APPROVAL OF THE APPELLATE DIVISION

SUPERIOR COURT OF NEW JERSEY

APPELLATE DIVISION

DOCKET NO. A-4951-07T44951-07T4

STATE OF NEW JERSEY,

Plaintiff-Respondent,

v.

MARK ANTHONY,

Defendant-Appellant.

_______________________________________________

 

Submitted November 10, 2009 - Decided

Before Judges Wefing and Messano.

On appeal from the Superior Court of New Jersey, Law Division, Atlantic County, Indictment No. 04-10-2283.

Yvonne Smith Segars, Public Defender, attorney for appellant (Adam W. Toraya, Designated Counsel, on the brief).

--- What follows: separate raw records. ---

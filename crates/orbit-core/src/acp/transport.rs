//! JSON-RPC transport over a provider subprocess's stdin/stdout

use crate::error::{AcpError, Error, Result};
use async_trait::async_trait;
use std::process::Stdio;
use tokio::io::{AsyncBufReadExt, AsyncWriteExt, BufReader};
use tokio::process::{Child, ChildStderr, ChildStdin, ChildStdout, Command};
use tokio::sync::{mpsc, Mutex};
use tracing::{debug, error, trace, warn};

/// Byte-stream seam between the ACP client and whatever carries the
/// provider's newline-delimited JSON. The subprocess transport is the
/// production implementation; tests substitute an in-memory pipe.
#[async_trait]
pub trait AcpTransport: Send + Sync {
    /// Write one frame (a newline is appended by the transport)
    async fn send_line(&self, line: String) -> Result<()>;

    /// Receive the next frame, or `None` once the transport is closed
    async fn recv_line(&self) -> Option<String>;
}

/// Transport over a spawned provider process.
/// Uses channels to avoid lock contention between send and receive.
pub struct ProcessTransport {
    /// Channel to send data to the stdin writer task
    stdin_tx: mpsc::Sender<String>,
    /// Channel to receive data from the stdout reader task
    stdout_rx: Mutex<mpsc::Receiver<String>>,
    /// Background tasks
    _stdin_task: tokio::task::JoinHandle<()>,
    _stdout_task: tokio::task::JoinHandle<()>,
    _stderr_task: tokio::task::JoinHandle<()>,
}

impl ProcessTransport {
    /// Spawn the provider process and wire up its pipes
    pub async fn spawn(
        command: &str,
        args: &[String],
        env: &std::collections::HashMap<String, String>,
        cwd: Option<&str>,
    ) -> Result<(Self, Child)> {
        debug!("Spawning provider: {} {:?} (cwd: {:?})", command, args, cwd);

        let mut cmd = Command::new(command);
        cmd.args(args)
            .envs(env)
            .stdin(Stdio::piped())
            .stdout(Stdio::piped())
            .stderr(Stdio::piped());

        if let Some(dir) = cwd {
            cmd.current_dir(dir);
        }

        let mut child = cmd.spawn().map_err(|e| {
            Error::Acp(AcpError::ConnectionFailed(format!(
                "Failed to spawn provider process: {}",
                e
            )))
        })?;

        let stdin = child.stdin.take().ok_or_else(|| {
            Error::Acp(AcpError::ConnectionFailed(
                "Failed to capture stdin".to_string(),
            ))
        })?;

        let stdout = child.stdout.take().ok_or_else(|| {
            Error::Acp(AcpError::ConnectionFailed(
                "Failed to capture stdout".to_string(),
            ))
        })?;

        let stderr = child.stderr.take().ok_or_else(|| {
            Error::Acp(AcpError::ConnectionFailed(
                "Failed to capture stderr".to_string(),
            ))
        })?;

        let (stdin_tx, stdin_rx) = mpsc::channel::<String>(100);
        let (stdout_tx, stdout_rx) = mpsc::channel::<String>(100);

        let stdin_task = tokio::spawn(Self::write_stdin_task(stdin, stdin_rx));
        let stdout_task = tokio::spawn(Self::read_stdout_task(stdout, stdout_tx));

        // Drain stderr so the provider can't deadlock on a full pipe.
        let stderr_task = tokio::spawn(Self::read_stderr_task(stderr));

        Ok((
            Self {
                stdin_tx,
                stdout_rx: Mutex::new(stdout_rx),
                _stdin_task: stdin_task,
                _stdout_task: stdout_task,
                _stderr_task: stderr_task,
            },
            child,
        ))
    }

    /// Background task to write to stdin
    async fn write_stdin_task(mut stdin: ChildStdin, mut rx: mpsc::Receiver<String>) {
        while let Some(data) = rx.recv().await {
            trace!("Sending to stdin: {}", data);
            if let Err(e) = stdin.write_all(data.as_bytes()).await {
                error!("Failed to write to stdin: {}", e);
                break;
            }
            if let Err(e) = stdin.write_all(b"\n").await {
                error!("Failed to write newline to stdin: {}", e);
                break;
            }
            if let Err(e) = stdin.flush().await {
                error!("Failed to flush stdin: {}", e);
                break;
            }
        }
        debug!("Stdin writer task ended");
    }

    /// Background task to read stdout lines
    async fn read_stdout_task(stdout: ChildStdout, tx: mpsc::Sender<String>) {
        let mut reader = BufReader::new(stdout);
        let mut line = String::new();

        loop {
            line.clear();
            match reader.read_line(&mut line).await {
                Ok(0) => {
                    debug!("Provider stdout closed");
                    break;
                }
                Ok(_) => {
                    let trimmed = line.trim();
                    if !trimmed.is_empty() {
                        trace!("Provider stdout: {}", trimmed);
                        if tx.send(trimmed.to_string()).await.is_err() {
                            warn!("Failed to send stdout line, channel closed");
                            break;
                        }
                    }
                }
                Err(e) => {
                    error!("Error reading provider stdout: {}", e);
                    break;
                }
            }
        }
    }

    /// Background task to drain stderr.
    async fn read_stderr_task(stderr: ChildStderr) {
        let mut reader = BufReader::new(stderr);
        let mut line = String::new();

        loop {
            line.clear();
            match reader.read_line(&mut line).await {
                Ok(0) => {
                    debug!("Provider stderr closed");
                    break;
                }
                Ok(_) => {
                    let trimmed = line.trim();
                    if !trimmed.is_empty() {
                        // Providers often log here; never treat it as fatal.
                        warn!("Provider stderr: {}", trimmed);
                    }
                }
                Err(e) => {
                    error!("Error reading provider stderr: {}", e);
                    break;
                }
            }
        }
    }
}

#[async_trait]
impl AcpTransport for ProcessTransport {
    async fn send_line(&self, line: String) -> Result<()> {
        self.stdin_tx.send(line).await.map_err(|e| {
            Error::Acp(AcpError::ConnectionFailed(format!("Failed to send: {}", e)))
        })?;
        Ok(())
    }

    async fn recv_line(&self) -> Option<String> {
        let mut rx = self.stdout_rx.lock().await;
        rx.recv().await
    }
}


#[cfg(test)]
mod tests {
    use super::*;
    use tokio_test::assert_ok;

    #[tokio::test]
    async fn test_spawn_invalid_command() {
        let result = ProcessTransport::spawn(
            "nonexistent_command_12345",
            &[],
            &std::collections::HashMap::new(),
            None,
        )
        .await;

        assert!(result.is_err());
        if let Err(Error::Acp(AcpError::ConnectionFailed(msg))) = result {
            assert!(msg.contains("Failed to spawn"));
        } else {
            panic!("Expected ConnectionFailed error");
        }
    }

    #[tokio::test]
    async fn test_pipe_transport_round_trip() {
        let (transport, mut handle) = testing::PipeTransport::new();

        assert_ok!(transport.send_line("outgoing".to_string()).await);
        assert_eq!(handle.outbound_rx.recv().await.unwrap(), "outgoing");

        handle.inbound_tx.send("incoming".to_string()).unwrap();
        assert_eq!(transport.recv_line().await.unwrap(), "incoming");
    }
}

Theodore F. L. Housel, Atlantic County Prosecutor, attorney for respondent (Jack J. Lipari, Assistant Prosecutor, of counsel and on the brief).

PER CURIAM

Defendant Anthony Marks appeals from the judgment of conviction and sentence imposed following a jury trial at which he was found guilty of third-degree aggravated assault, N.J.S.A. 2C:12-1(b)(7); third-degree conspiracy to commit aggravated assault, N.J.S.A. 2C:5-2 and 2C:12-1(b)(7); and second-degree bias intimidation, N.J.S.A. 2C:16-1. After merging the conspiracy charge into the aggravated assault conviction, the judge sentenced defendant to a four-year term of imprisonment, and imposed a consecutive eight-year term, with a four-year period of parole ineligibility, on the bias intimidation conviction.

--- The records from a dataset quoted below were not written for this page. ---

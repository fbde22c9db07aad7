//! ACP (Agent Control Protocol) client layer
//!
//! A JSON-RPC 2.0 engine over a provider subprocess transport:
//! - `transport` - newline-delimited framing over stdin/stdout
//! - `protocol`  - request builders and inbound frame classification
//! - `client`    - request correlation, timeouts, notification listeners

mod client;
mod protocol;
mod transport;

pub use client::{AcpClient, AcpNotification};
pub use protocol::{AcpMessage, ProtocolHandler};
pub use transport::{AcpTransport, ProcessTransport};

#[cfg(test)]
pub(crate) use transport::testing;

On appeal, defendant raises the following issues:

POINT ONE

THE [ANTI-]MERGER PROVISION[S] OF N.J.S.A. 2C:16-1(e) VIOLATE[] THE DUE PROCESS AND DOUBLE JEOPARDY PROVISIONS OF THE STATE CONSTITUTION AND THEREFOR[E] THE SENTENCE IMPOSED ON THAT COUNT MUST BE VACATED. (NOT RAISED BELOW)

POINT TWO

THE VERDICT WAS AGAINST THE WEIGHT OF THE EVIDENCE

POINT THREE

THE SENTENCE IMPOSED WAS MANIFESTLY EXCESSIVE.

We have considered these arguments in light of the record and applicable legal standards. We affirm defendant's conviction but remand the matter for re-sentencing.

I.

At approximately 3:30 a.m. on June 20, 2003, M.D. Morshed, a taxicab driver of Bangladeshi descent, was walking along the streets of Atlantic City. Morshed had been drinking in the D j Vu Lounge for several hours. A.K. Mohammad, a fellow cab driver who was also of Bangladeshi descent, saw his friend and exited his parked cab to greet him. The two men conversed for a short time on the sidewalk before a gray truck with Oklahoma license plates passed by, circled back toward Mohammad's cab, and parked behind it.

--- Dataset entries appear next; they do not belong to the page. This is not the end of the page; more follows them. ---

//! Normalized event model

use serde::{Deserialize, Serialize};
use serde_json::{Map, Value};

/// Upper bound on a single token-usage field.
///
/// Provider payloads occasionally carry garbage counters; anything above
/// this is treated as corrupt and rejected at the validation boundary.
pub const TOKEN_CEILING: u64 = 1_000_000_000;

/// Closed set of event categories in the unified timeline.
///
/// The category fully determines how consumers interpret `payload`; the
/// normalizer, not consumers, is responsible for shape compliance.
#[derive(Debug, Clone, Copy, Serialize, Deserialize, PartialEq, Eq, Hash)]
#[serde(rename_all = "snake_case")]
pub enum EventCategory {
    UserMessage,
    AgentMessage,
    Reasoning,
    Plan,
    ToolCommand,
    FileDiff,
    ApprovalRequest,
    UserInputRequest,
    LifecycleStatus,
    Metadata,
}

impl EventCategory {
    pub fn parse(s: &str) -> Option<Self> {
        serde_json::from_value(Value::String(s.to_string())).ok()
    }
}

/// One entry in the unified event timeline.
///
/// The raw provider payload is mandatory and survives even partially failed
/// normalization so the original stream can always be replayed.
#[derive(Debug, Clone, Serialize, Deserialize)]
#[serde(rename_all = "camelCase")]
pub struct NormalizedEvent {
    pub provider_id: String,
    pub session_id: String,
    /// Provider-supplied or generated (`"{session}#{seq}"`) identifier,
    /// unique and stable enough for ordering within a session
    pub id: String,
    pub category: EventCategory,
    pub timestamp: chrono::DateTime<chrono::Utc>,
    /// Optional parent forming a tree (cycles are a defect)
    #[serde(default, skip_serializing_if = "Option::is_none")]
    pub parent_id: Option<String>,
    #[serde(default, skip_serializing_if = "Option::is_none")]
    pub text: Option<String>,
    #[serde(default, skip_serializing_if = "Option::is_none")]
    pub payload: Option<Map<String, Value>>,
    #[serde(default, skip_serializing_if = "Option::is_none")]
    pub usage: Option<TokenUsage>,
    pub raw: Value,
}

/// Token accounting attached to terminal events.
///
/// Derived, never authoritative; always reconstructible from raw events.
#[derive(Debug, Clone, Serialize, Deserialize, PartialEq)]
#[serde(rename_all = "camelCase")]
pub struct TokenUsage {
    pub prompt_tokens: u64,
    pub completion_tokens: u64,
    pub total_tokens: u64,
    #[serde(default, skip_serializing_if = "Option::is_none")]
    pub cost: Option<f64>,
    #[serde(default, skip_serializing_if = "Option::is_none")]
    pub model: Option<String>,
}

impl TokenUsage {
    pub fn from_counts(prompt: u64, completion: u64) -> Self {
        Self {
            prompt_tokens: prompt,
            completion_tokens: completion,
            total_tokens: prompt + completion,
            cost: None,
            model: None,
        }
    }
}

/// Decision options a provider may offer on a permission prompt
#[derive(Debug, Clone, Copy, Serialize, Deserialize, PartialEq, Eq)]
#[serde(rename_all = "snake_case")]
pub enum ApprovalKind {
    AllowOnce,
    AllowAlways,
    RejectOnce,
    RejectAlways,
}

/// One selectable option on an approval prompt
#[derive(Debug, Clone, Serialize, Deserialize)]
#[serde(rename_all = "camelCase")]
pub struct ApprovalOption {
    pub option_id: String,
    pub kind: ApprovalKind,
    #[serde(default, skip_serializing_if = "Option::is_none")]
    pub label: Option<String>,
}

/// Payload of an `approval_request` event.
///
/// `rpc_id` correlates the provider's blocked JSON-RPC request with the
/// eventual human decision and must be echoed back verbatim.
#[derive(Debug, Clone, Serialize, Deserialize)]
#[serde(rename_all = "camelCase")]
pub struct AcpApprovalPayload {
    pub rpc_id: Value,
    pub tool_call_id: String,
    pub options: Vec<ApprovalOption>,
}

impl AcpApprovalPayload {
    pub fn into_map(self) -> Map<String, Value> {
        match serde_json::to_value(self) {
            Ok(Value::Object(map)) => map,
            _ => Map::new(),
        }
    }

    pub fn from_map(map: &Map<String, Value>) -> Option<Self> {
        serde_json::from_value(Value::Object(map.clone())).ok()
    }
}

/// A live subscription to a session's normalized events.
///
/// Delivery is channel-based; drop or [`Subscription::cancel`] to stop.
/// Cancellation is idempotent and never affects sibling subscriptions on
/// the same session.
#[derive(Debug)]
pub struct Subscription {
    pub id: uuid::Uuid,
    pub provider_id: String,
    pub session_id: String,
    pub events: tokio::sync::mpsc::UnboundedReceiver<NormalizedEvent>,
    pub(crate) cancel: CancelHandle,
}

/// Opaque detach token held by a [`Subscription`]
#[derive(Debug, Clone)]
pub struct CancelHandle {
    pub(crate) session_id: String,
    pub(crate) subscription_id: uuid::Uuid,
    pub(crate) registry: std::sync::Weak<crate::provider::SubscriberRegistry>,
}

impl Subscription {
    /// Stop further deliveries. Safe to call more than once; a flush that
    /// was already queued may still arrive on the channel.
    pub fn cancel(&self) {
        if let Some(registry) = self.cancel.registry.upgrade() {
            registry.remove(&self.cancel.session_id, self.cancel.subscription_id);
        }
    }
}

impl Drop for Subscription {
    fn drop(&mut self) {
        self.cancel();
    }
}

Defendant and his co-defendant, Danny Vlado, emerged from the truck and asked Mohammad, "What the hell are you doing here?" They were "aggressive," cursed Morshed and Mohammad, and told them to "[g]o back to [their] country." Morshed tried to avoid them, but defendant and Vlado continued to approach, calling the two men "[m]other fucker, Muslim, son[s] of bitch." Both men "attacked [Mohammad] simultaneously[,]" but he ran to the other side of his cab and was able to avoid them.

The men then turned their attention to Morshed, striking him in the nose and breaking it. One man held him "from the back[,]" while the other continued to hit him "all over [his] body." Morshed fell to the ground and was repeatedly kicked by defendant and Vlado. He claimed that one of the men retrieved an iron rod from the truck and hit him in the head. His assailants left the scene in their truck.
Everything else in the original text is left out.